"""

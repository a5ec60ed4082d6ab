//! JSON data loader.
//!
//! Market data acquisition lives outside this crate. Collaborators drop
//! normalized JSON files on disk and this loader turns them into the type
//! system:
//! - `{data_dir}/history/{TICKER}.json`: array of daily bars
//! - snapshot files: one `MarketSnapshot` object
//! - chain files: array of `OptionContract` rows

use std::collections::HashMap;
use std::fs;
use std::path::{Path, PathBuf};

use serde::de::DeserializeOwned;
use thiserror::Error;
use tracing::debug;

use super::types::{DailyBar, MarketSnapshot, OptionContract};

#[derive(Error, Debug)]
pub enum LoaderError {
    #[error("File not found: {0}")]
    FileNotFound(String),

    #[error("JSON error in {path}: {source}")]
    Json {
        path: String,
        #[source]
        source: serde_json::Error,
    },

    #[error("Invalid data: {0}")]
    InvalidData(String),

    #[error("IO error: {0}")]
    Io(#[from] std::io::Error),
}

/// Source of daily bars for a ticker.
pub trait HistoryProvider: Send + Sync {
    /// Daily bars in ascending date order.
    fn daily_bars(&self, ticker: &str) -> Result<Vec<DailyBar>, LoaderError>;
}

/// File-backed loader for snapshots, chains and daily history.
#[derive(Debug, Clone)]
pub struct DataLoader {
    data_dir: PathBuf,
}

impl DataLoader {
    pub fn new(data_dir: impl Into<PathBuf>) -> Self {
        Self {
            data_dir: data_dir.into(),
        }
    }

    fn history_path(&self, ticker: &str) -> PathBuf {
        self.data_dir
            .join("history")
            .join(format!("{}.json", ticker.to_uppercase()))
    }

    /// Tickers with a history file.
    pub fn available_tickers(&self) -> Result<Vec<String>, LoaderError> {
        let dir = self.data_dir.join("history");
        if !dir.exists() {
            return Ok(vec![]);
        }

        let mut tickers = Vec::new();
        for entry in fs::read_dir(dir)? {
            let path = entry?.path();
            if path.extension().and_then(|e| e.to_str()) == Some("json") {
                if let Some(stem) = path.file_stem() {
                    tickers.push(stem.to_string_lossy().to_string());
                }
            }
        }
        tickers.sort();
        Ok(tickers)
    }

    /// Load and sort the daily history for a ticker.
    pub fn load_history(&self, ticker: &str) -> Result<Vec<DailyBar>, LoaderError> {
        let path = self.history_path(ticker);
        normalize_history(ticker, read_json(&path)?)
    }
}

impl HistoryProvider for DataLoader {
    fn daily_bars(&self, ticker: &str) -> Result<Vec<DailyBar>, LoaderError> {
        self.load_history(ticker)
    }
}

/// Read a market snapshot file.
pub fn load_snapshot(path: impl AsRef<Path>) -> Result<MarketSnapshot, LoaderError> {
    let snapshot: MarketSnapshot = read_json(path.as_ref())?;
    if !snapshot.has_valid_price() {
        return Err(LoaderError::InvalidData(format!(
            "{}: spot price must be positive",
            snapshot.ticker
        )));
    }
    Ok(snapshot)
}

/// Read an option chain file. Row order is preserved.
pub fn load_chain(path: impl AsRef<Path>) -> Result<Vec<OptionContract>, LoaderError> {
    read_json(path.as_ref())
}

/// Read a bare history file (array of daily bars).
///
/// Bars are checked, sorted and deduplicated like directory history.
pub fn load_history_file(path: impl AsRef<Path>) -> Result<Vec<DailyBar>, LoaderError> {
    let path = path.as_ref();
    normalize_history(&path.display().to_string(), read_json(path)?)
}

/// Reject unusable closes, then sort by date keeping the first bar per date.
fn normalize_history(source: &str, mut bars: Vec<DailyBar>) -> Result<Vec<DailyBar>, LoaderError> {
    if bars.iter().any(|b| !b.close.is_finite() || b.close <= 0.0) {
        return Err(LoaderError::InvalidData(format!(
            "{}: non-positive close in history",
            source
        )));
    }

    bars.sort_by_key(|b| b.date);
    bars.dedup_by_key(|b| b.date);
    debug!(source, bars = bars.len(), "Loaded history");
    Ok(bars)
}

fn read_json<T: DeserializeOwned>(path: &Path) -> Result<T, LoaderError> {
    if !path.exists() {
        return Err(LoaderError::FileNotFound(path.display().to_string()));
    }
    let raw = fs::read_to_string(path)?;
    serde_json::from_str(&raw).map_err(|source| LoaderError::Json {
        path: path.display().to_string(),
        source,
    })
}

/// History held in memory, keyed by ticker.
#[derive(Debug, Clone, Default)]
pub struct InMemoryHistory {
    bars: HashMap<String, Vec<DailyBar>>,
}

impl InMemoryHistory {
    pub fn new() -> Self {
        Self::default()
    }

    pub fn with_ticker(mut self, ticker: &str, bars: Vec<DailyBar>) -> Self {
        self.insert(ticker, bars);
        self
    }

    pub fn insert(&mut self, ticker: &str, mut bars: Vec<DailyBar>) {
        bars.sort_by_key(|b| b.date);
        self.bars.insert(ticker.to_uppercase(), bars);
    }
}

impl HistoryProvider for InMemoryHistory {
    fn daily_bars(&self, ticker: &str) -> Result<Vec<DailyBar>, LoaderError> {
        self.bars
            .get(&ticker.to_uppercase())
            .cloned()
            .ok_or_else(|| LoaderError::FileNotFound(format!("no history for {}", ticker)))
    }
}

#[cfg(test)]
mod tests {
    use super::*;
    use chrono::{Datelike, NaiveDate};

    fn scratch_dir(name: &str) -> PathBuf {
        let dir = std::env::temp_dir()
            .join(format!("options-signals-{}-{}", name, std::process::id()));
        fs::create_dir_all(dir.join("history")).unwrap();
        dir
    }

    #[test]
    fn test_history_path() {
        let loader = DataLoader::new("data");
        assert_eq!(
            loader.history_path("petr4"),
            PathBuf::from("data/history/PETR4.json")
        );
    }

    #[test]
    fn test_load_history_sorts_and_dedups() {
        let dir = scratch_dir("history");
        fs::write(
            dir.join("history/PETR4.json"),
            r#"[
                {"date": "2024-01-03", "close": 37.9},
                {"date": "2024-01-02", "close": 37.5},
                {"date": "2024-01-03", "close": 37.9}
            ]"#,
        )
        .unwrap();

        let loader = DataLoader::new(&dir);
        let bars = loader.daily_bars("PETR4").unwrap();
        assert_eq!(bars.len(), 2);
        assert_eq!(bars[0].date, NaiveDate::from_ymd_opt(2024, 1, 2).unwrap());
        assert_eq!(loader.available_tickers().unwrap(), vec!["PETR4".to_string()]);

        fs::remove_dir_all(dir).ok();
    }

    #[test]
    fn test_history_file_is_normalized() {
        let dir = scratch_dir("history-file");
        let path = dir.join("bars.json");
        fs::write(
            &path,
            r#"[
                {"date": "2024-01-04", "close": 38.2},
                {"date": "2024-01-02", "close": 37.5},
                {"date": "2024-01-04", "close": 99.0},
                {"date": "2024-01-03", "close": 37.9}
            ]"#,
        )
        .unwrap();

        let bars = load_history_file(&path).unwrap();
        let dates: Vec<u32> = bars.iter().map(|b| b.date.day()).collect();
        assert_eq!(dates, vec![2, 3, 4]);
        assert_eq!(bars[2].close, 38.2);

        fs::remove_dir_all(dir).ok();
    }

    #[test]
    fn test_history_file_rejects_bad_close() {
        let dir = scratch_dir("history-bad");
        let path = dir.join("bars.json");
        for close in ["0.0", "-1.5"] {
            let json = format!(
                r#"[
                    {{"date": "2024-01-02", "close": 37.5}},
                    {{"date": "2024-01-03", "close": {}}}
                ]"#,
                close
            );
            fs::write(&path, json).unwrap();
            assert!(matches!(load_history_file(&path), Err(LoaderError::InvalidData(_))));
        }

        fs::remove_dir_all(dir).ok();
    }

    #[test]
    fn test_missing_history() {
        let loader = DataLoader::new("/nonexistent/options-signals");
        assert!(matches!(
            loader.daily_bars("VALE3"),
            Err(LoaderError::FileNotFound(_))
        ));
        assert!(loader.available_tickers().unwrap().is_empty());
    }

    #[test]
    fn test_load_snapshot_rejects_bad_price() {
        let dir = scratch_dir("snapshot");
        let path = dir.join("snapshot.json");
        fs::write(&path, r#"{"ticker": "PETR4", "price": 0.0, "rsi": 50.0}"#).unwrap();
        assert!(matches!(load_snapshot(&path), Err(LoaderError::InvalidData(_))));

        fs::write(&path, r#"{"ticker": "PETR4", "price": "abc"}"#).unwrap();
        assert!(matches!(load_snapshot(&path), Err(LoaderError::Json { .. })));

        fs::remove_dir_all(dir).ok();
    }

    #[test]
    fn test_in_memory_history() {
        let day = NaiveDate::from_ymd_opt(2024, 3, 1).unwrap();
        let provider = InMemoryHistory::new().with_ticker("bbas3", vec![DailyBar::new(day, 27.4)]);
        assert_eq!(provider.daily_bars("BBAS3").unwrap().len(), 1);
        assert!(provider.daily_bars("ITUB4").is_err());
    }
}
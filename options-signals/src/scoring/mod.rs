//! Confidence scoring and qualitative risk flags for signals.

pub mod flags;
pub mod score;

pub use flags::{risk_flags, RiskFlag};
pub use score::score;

"""

(Task details)
Each line from the one containing "filename options-signals/src/scoring/mod.rs" through the last line of the entries is to be copied exactly, with no other lines added.

(Response)
filename options-signals/src/scoring/mod.rs
//! Confidence scoring and qualitative risk flags for signals.

pub mod flags;
pub mod score;

pub use flags::{risk_flags, RiskFlag};
pub use score::score;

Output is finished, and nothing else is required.